Pada kisaran tahun 1725 Masehi dilakukanlah upacara pemindahan pusat kerajaan dari Tanjung Negeri ke Sungai Rasau, pada saat itu pulalah nama Kerajaan Pekantua Kampar diganti menjadi Kerajaan Pelalawan yang artinya tempat lalauan atau tempat yang sudah dicadangkan.

MERIAM-MERIAM PENINGGALAN KERAJAAN PELALAWAN

Kerajaan Pelalawan banyak meninggalkan peninggalan berupa meriam. Beberapa diantaranya saat ini telah dikumpulkan di satu tempat dan telah diberikan cungkup sebagai pelindungnya. Meriam-meriam tersebut berasal di Kecamatan Pelalawan dimana Istana Sayap serta makam Raja-Raja Pelalawan berada. Menurut informasi masyarakat masih banyak lagi meriam-meriam yang terpendam di dalam rawa.
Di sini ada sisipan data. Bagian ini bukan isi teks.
//! Keep-a-Changelog parsing and the "what's new" mention reply.

mod changelog;
mod whats_new;

pub use changelog::{
    format_section, format_section_markdown, Changelog, ChangelogError, Section,
    UNRELEASED_VERSION, UP_TO_DATE,
};
pub use whats_new::{format_whats_new, is_whats_new, reply_whats_new, CHANGELOG_UNAVAILABLE};
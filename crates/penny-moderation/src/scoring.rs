//! Heuristic anomaly scoring for reported posters.

use penny_slack::{resolve_message, ConversationError, MessageRef, SlackApi, SlackApiError};
use thiserror::Error;

use crate::ModerationConfig;

/// One scoring rule that fired.
#[derive(Debug, Clone, PartialEq, Eq)]
pub struct AnomalySignal {
    pub reason: String,
    pub points: u32,
}

/// Running total plus the signals that contributed to it, in evaluation order.
#[derive(Debug, Clone, Default, PartialEq, Eq)]
pub struct AnomalyScore {
    total: u64,
    signals: Vec<AnomalySignal>,
}

impl AnomalyScore {
    pub fn total(&self) -> u64 {
        self.total
    }

    pub fn signals(&self) -> &[AnomalySignal] {
        &self.signals
    }

    pub fn reasons(&self) -> impl Iterator<Item = &str> {
        self.signals.iter().map(|signal| signal.reason.as_str())
    }

    /// Adds `points` with `reason`; zero-point signals leave no trace.
    fn add(&mut self, points: u32, reason: String) {
        if points == 0 {
            return;
        }
        self.total += u64::from(points);
        self.signals.push(AnomalySignal { reason, points });
    }
}

#[derive(Debug, Clone, Copy, PartialEq, Eq)]
pub enum ModerationDecision {
    Warn,
    Remove,
}

impl ModerationDecision {
    pub fn from_score(total: u64, max_anomaly_score: u32) -> Self {
        if total >= u64::from(max_anomaly_score) {
            Self::Remove
        } else {
            Self::Warn
        }
    }
}

#[derive(Debug, Error)]
pub enum ScoringError {
    /// The reported post could not be fetched; only the report baseline applies.
    #[error("could not resolve the reported message: {source}")]
    PosterUnresolved {
        baseline: AnomalyScore,
        #[source]
        source: ConversationError,
    },
}

impl ScoringError {
    /// Score accumulated before scoring stopped.
    pub fn into_partial_score(self) -> AnomalyScore {
        match self {
            Self::PosterUnresolved { baseline, .. } => baseline,
        }
    }
}

pub struct AnomalyScorer<'a> {
    config: &'a ModerationConfig,
}

impl<'a> AnomalyScorer<'a> {
    pub fn new(config: &'a ModerationConfig) -> Self {
        Self { config }
    }

    /// Scores the poster of `reported`.
    ///
    /// `conversations` resolves the message and looks up the poster's profile;
    /// `activity` runs the public message search, which needs a user token.
    /// Lookup failures after the message is resolved count as no signal.
    pub async fn score(
        &self,
        reported: &MessageRef,
        conversations: &dyn SlackApi,
        activity: &dyn SlackApi,
    ) -> Result<AnomalyScore, ScoringError> {
        let weights = self.config.weights;
        let mut score = AnomalyScore::default();
        score.add(
            weights.reported,
            format!(
                "reported by the community as being spammy: {}",
                weights.reported
            ),
        );

        let message = match resolve_message(conversations, reported).await {
            Ok(message) => message,
            Err(source) => {
                return Err(ScoringError::PosterUnresolved {
                    baseline: score,
                    source,
                })
            }
        };
        let Some(poster) = message.user.as_deref() else {
            tracing::warn!(
                channel = %reported.channel,
                ts = %reported.ts,
                "reported message has no author; skipping poster lookups"
            );
            return Ok(score);
        };

        let activity_points = self
            .activity_points(poster, activity)
            .await
            .unwrap_or_else(|error| {
                tracing::warn!(user = poster, error = %error, "public activity lookup failed");
                0
            });
        score.add(
            activity_points,
            format!("below the public activity low watermark: {activity_points}"),
        );
        tracing::debug!(user = poster, anomaly_score = score.total(), "scored activity");

        let timezone_points = self
            .timezone_points(poster, conversations)
            .await
            .unwrap_or_else(|error| {
                tracing::warn!(user = poster, error = %error, "user timezone lookup failed");
                0
            });
        score.add(
            timezone_points,
            format!("outside of the community timezone: {timezone_points}"),
        );
        tracing::debug!(user = poster, anomaly_score = score.total(), "scored timezone");

        Ok(score)
    }

    async fn activity_points(&self, user: &str, api: &dyn SlackApi) -> Result<u32, SlackApiError> {
        let watermark = self.config.activity_low_watermark;
        if watermark == 0 {
            return Ok(0);
        }
        let query = format!(
            "after:{} from:<@{user}>",
            self.config.activity_search_after
        );
        let summary = api.search_messages(&query).await?;
        if summary.total < watermark {
            return Ok(self.config.weights.low_activity);
        }
        Ok(0)
    }

    async fn timezone_points(&self, user: &str, api: &dyn SlackApi) -> Result<u32, SlackApiError> {
        let Some(local) = self.config.local_timezone else {
            return Ok(0);
        };
        let profile = api.user_profile(user).await?;
        if profile.tz.as_deref() != Some(local.name()) {
            return Ok(self.config.weights.outside_timezone);
        }
        Ok(0)
    }
}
Tempat Penyimpanan Meriam Pelalawan

Tempat Penyimpanan Meriam Pelalawan

Jumlah meriam yang berada di dalam cungkup adalah 12 buah, meriam-meriam tersebut digunakan pada saat perang melawan Kerajaan Siak dan pada saat melawan penjajah Belanda. Ukuran meriam ini bermacam-macam yang terkecil memiliki panjang 1,3 m dan yang terpanjang memiliki panjang 2,25 m .

Meriam Pelalawan

Meriam Pelalawan

Kondisi meriam-meriam ini cukup terawat, dengan adanya cungkup menjadikan meriam ini terhindar dari kerusakan yang disebabkan oleh cuaca, selain itu dengan cat yang melapisi meriam tersebut dapat mengurangi korosi yang terjadi pada meriam tersebut.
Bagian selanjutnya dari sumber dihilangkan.